Collected data ->
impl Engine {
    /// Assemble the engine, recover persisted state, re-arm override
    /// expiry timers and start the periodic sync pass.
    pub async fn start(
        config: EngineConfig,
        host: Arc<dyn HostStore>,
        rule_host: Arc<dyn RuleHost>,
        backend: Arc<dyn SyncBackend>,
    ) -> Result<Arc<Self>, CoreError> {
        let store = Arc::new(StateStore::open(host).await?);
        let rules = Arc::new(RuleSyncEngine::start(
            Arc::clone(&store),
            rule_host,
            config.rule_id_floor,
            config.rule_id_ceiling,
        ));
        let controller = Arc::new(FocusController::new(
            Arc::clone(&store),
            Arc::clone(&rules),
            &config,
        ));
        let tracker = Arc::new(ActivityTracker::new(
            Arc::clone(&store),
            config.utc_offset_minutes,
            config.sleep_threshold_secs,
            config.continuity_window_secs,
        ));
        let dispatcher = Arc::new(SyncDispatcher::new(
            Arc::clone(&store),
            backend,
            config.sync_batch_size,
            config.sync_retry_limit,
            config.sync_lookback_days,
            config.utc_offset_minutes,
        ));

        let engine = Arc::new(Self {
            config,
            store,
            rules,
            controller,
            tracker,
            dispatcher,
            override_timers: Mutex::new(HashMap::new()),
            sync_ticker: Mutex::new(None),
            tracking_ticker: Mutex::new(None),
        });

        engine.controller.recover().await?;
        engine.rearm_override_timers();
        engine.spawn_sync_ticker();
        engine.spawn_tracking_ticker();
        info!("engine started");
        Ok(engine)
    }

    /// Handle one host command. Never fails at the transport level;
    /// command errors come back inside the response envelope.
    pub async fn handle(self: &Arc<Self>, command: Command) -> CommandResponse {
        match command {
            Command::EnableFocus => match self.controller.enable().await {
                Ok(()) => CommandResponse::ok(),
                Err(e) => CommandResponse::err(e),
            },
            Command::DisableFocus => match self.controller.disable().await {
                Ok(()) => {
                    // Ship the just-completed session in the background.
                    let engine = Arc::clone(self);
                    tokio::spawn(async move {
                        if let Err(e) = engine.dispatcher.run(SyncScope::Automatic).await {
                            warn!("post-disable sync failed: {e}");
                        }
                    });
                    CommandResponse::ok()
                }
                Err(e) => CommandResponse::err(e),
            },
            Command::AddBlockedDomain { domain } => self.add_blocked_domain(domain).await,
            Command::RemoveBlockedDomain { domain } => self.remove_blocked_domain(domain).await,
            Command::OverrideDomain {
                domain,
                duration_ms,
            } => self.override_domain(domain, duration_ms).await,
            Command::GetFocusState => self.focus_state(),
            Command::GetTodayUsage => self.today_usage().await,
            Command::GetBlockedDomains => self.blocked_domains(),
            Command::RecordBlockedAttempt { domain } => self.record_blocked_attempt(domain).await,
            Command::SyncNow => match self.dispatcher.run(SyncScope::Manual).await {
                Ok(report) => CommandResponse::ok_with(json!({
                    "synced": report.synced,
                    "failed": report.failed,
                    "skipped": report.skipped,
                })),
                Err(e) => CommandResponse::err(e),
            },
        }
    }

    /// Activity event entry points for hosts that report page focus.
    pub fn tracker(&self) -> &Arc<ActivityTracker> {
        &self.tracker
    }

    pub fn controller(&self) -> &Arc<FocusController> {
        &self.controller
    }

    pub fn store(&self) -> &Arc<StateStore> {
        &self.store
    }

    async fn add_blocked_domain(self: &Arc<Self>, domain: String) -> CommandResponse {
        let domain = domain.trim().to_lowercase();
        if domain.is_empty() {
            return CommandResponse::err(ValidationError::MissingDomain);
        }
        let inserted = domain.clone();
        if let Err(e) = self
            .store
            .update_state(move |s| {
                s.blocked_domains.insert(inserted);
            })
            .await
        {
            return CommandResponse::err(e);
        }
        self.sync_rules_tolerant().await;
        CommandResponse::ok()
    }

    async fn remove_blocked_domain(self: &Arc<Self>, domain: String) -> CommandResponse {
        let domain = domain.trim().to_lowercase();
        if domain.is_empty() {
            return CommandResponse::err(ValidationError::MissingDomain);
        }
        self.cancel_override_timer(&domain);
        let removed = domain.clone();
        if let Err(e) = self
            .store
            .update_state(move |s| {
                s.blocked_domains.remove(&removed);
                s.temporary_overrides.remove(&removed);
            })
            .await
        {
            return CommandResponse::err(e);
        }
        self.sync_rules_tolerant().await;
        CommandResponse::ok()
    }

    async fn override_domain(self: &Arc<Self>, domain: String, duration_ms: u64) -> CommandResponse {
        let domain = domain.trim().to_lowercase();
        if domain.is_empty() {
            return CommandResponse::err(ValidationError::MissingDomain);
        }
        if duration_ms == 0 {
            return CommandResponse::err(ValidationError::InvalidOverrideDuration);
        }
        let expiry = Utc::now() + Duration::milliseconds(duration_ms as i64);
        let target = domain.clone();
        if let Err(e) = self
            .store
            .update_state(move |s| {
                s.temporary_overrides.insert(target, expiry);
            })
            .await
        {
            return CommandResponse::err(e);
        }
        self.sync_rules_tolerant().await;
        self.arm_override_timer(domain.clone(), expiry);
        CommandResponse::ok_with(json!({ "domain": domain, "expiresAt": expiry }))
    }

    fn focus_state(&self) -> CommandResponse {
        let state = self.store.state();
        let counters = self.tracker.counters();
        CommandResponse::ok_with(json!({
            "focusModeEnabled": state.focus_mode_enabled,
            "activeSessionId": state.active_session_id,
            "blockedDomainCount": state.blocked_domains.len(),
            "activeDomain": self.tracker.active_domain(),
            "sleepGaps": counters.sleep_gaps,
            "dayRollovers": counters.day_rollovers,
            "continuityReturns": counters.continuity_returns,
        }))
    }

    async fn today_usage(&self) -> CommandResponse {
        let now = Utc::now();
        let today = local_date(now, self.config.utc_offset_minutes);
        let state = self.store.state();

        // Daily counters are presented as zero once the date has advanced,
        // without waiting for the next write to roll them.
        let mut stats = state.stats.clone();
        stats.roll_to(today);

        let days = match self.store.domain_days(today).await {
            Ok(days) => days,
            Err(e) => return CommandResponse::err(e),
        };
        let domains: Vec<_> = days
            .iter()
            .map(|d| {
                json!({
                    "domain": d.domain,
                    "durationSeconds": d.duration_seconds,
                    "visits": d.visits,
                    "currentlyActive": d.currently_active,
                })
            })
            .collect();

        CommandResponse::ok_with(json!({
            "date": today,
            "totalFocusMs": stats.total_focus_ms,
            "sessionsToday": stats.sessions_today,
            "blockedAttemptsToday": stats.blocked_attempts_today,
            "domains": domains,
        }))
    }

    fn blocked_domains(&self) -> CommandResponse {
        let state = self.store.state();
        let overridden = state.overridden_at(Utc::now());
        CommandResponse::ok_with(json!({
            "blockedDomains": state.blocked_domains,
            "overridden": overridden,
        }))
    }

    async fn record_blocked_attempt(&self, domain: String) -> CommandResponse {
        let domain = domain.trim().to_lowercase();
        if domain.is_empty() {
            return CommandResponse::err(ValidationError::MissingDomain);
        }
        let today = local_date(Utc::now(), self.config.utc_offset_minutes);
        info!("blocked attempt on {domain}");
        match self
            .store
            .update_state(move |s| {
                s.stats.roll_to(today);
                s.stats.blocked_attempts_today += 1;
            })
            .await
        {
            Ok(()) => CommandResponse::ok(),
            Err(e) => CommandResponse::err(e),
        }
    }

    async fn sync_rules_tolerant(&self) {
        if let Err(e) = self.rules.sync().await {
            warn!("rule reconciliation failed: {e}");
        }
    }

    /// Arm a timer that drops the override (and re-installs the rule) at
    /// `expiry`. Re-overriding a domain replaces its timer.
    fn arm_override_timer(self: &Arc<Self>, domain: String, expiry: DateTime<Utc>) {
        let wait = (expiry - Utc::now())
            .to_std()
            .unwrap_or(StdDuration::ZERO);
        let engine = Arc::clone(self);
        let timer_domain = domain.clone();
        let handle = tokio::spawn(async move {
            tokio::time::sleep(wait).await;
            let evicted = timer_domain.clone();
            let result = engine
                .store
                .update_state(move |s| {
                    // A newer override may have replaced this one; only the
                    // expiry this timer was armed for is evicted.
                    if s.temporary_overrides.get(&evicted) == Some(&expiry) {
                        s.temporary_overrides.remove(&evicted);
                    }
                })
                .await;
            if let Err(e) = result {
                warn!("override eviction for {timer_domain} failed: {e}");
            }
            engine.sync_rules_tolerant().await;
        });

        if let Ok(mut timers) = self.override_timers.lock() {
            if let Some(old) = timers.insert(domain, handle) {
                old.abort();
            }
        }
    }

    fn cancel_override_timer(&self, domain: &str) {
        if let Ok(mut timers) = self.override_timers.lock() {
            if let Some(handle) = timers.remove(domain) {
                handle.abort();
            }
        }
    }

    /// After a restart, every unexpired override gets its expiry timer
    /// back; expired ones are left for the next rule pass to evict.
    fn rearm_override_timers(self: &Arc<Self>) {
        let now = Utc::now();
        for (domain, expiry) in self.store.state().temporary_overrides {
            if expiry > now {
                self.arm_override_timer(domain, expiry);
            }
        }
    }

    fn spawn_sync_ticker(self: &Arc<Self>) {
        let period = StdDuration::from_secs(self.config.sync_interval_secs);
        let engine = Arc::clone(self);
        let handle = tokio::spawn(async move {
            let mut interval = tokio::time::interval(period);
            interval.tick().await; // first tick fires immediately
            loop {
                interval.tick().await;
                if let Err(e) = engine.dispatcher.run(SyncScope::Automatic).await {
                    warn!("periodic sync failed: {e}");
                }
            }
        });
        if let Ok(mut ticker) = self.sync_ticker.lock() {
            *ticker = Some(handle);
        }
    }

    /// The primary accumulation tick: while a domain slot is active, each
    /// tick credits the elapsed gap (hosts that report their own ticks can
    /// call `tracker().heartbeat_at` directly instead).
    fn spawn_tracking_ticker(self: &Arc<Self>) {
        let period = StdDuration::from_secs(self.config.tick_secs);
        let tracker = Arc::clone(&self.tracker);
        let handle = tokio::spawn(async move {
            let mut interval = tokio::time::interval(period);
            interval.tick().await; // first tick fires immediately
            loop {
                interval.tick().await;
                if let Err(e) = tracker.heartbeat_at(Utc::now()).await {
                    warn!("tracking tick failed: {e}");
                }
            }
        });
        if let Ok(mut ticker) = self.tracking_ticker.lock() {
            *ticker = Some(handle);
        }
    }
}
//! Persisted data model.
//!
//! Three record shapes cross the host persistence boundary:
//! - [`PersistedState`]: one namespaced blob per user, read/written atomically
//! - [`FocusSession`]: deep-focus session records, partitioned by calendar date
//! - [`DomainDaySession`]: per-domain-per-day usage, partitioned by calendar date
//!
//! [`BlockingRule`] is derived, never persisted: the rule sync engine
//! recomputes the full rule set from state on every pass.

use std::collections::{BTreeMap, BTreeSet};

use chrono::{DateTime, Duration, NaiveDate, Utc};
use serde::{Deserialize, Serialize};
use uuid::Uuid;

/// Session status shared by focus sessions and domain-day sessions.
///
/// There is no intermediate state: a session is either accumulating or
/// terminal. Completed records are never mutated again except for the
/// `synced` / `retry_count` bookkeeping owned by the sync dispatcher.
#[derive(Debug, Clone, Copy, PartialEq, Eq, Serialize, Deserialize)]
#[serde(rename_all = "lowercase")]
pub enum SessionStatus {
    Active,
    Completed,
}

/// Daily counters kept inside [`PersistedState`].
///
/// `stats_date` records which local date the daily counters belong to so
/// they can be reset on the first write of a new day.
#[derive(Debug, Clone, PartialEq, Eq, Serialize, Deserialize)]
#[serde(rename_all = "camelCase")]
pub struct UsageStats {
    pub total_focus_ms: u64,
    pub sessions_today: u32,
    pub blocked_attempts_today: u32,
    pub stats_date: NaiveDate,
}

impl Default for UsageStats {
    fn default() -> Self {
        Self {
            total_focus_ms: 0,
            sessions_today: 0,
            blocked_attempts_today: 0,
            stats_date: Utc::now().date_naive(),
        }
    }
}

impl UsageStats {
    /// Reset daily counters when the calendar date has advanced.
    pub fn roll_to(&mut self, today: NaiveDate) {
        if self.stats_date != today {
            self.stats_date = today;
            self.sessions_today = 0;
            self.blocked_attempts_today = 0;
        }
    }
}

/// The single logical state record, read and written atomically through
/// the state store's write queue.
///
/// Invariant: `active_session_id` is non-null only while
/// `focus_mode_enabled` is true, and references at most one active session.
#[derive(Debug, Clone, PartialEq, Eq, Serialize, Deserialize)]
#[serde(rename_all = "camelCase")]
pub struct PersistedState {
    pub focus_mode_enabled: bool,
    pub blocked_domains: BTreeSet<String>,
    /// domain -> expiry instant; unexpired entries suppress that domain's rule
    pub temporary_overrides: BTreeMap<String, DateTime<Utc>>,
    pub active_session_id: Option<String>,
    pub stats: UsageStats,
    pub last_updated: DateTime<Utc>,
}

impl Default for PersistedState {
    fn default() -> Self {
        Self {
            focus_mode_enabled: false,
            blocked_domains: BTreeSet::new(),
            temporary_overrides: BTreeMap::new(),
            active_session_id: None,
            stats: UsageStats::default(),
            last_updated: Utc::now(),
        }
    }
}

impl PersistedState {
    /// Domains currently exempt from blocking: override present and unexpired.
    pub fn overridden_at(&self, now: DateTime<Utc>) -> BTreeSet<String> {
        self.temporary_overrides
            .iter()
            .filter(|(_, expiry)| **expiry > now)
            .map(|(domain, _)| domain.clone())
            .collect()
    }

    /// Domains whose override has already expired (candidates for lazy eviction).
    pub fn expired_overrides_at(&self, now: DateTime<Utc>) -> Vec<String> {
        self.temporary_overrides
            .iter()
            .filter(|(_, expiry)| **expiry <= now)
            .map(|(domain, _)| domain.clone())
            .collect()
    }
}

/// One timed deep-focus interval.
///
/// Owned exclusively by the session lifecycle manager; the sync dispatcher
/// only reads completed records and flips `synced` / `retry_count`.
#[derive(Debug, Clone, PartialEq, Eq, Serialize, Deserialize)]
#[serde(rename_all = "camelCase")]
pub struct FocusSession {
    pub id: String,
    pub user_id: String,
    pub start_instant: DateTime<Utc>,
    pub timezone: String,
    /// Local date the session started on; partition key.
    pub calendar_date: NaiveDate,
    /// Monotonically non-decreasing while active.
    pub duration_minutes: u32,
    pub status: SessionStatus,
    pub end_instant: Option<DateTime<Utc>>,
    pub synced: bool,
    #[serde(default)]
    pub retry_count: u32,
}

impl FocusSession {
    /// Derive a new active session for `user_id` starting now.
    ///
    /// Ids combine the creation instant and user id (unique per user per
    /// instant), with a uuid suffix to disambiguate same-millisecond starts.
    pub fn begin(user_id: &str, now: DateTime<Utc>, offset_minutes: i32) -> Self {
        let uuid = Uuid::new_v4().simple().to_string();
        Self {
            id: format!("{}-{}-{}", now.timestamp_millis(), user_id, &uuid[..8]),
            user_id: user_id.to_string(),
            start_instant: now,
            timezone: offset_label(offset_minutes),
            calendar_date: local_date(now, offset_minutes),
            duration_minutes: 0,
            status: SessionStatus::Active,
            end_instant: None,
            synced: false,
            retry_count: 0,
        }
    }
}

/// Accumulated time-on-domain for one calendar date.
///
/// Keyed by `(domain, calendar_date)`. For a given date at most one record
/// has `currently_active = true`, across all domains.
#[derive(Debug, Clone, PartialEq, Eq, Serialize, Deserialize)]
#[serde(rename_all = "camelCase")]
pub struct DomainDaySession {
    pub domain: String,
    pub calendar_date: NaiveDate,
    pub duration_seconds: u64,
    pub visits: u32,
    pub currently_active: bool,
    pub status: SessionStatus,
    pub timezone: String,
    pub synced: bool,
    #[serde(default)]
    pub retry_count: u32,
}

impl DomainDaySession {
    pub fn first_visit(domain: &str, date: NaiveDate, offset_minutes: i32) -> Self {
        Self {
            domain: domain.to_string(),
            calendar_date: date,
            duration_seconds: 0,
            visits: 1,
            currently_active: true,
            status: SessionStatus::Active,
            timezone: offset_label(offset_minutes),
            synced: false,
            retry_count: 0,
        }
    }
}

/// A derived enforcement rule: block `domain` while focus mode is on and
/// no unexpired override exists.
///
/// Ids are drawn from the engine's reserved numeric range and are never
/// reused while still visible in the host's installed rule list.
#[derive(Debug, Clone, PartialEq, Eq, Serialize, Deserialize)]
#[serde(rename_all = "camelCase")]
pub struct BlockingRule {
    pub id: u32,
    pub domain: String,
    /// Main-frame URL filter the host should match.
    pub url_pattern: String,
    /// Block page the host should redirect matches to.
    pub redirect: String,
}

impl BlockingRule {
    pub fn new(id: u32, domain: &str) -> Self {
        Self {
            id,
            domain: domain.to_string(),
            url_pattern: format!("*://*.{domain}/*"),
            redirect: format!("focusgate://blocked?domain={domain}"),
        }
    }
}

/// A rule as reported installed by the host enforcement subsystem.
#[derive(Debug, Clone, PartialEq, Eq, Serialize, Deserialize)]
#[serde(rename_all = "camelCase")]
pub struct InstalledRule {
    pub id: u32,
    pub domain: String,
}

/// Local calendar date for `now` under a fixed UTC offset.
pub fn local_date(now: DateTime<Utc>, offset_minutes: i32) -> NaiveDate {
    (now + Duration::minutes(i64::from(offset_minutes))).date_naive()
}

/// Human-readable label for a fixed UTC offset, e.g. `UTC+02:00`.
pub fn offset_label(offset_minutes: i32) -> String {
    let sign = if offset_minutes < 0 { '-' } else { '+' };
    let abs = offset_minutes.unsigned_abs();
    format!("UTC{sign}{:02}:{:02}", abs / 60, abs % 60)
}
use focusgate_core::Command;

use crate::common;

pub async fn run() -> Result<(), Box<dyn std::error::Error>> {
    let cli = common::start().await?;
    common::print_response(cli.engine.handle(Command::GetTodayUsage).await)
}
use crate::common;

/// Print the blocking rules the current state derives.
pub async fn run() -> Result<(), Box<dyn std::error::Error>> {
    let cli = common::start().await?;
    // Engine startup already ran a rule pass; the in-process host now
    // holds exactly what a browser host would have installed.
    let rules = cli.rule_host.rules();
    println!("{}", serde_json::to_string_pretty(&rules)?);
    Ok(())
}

Work order ->
Copy out, exactly and alone, the lines of the entries above between the ones holding "pub fn overridden_at(&self, now: DateTime<Utc>)" and "for lazy eviction).", inclusive.

Response ->
    pub fn overridden_at(&self, now: DateTime<Utc>) -> BTreeSet<String> {
        self.temporary_overrides
            .iter()
            .filter(|(_, expiry)| **expiry > now)
            .map(|(domain, _)| domain.clone())
            .collect()
    }

    /// Domains whose override has already expired (candidates for lazy eviction).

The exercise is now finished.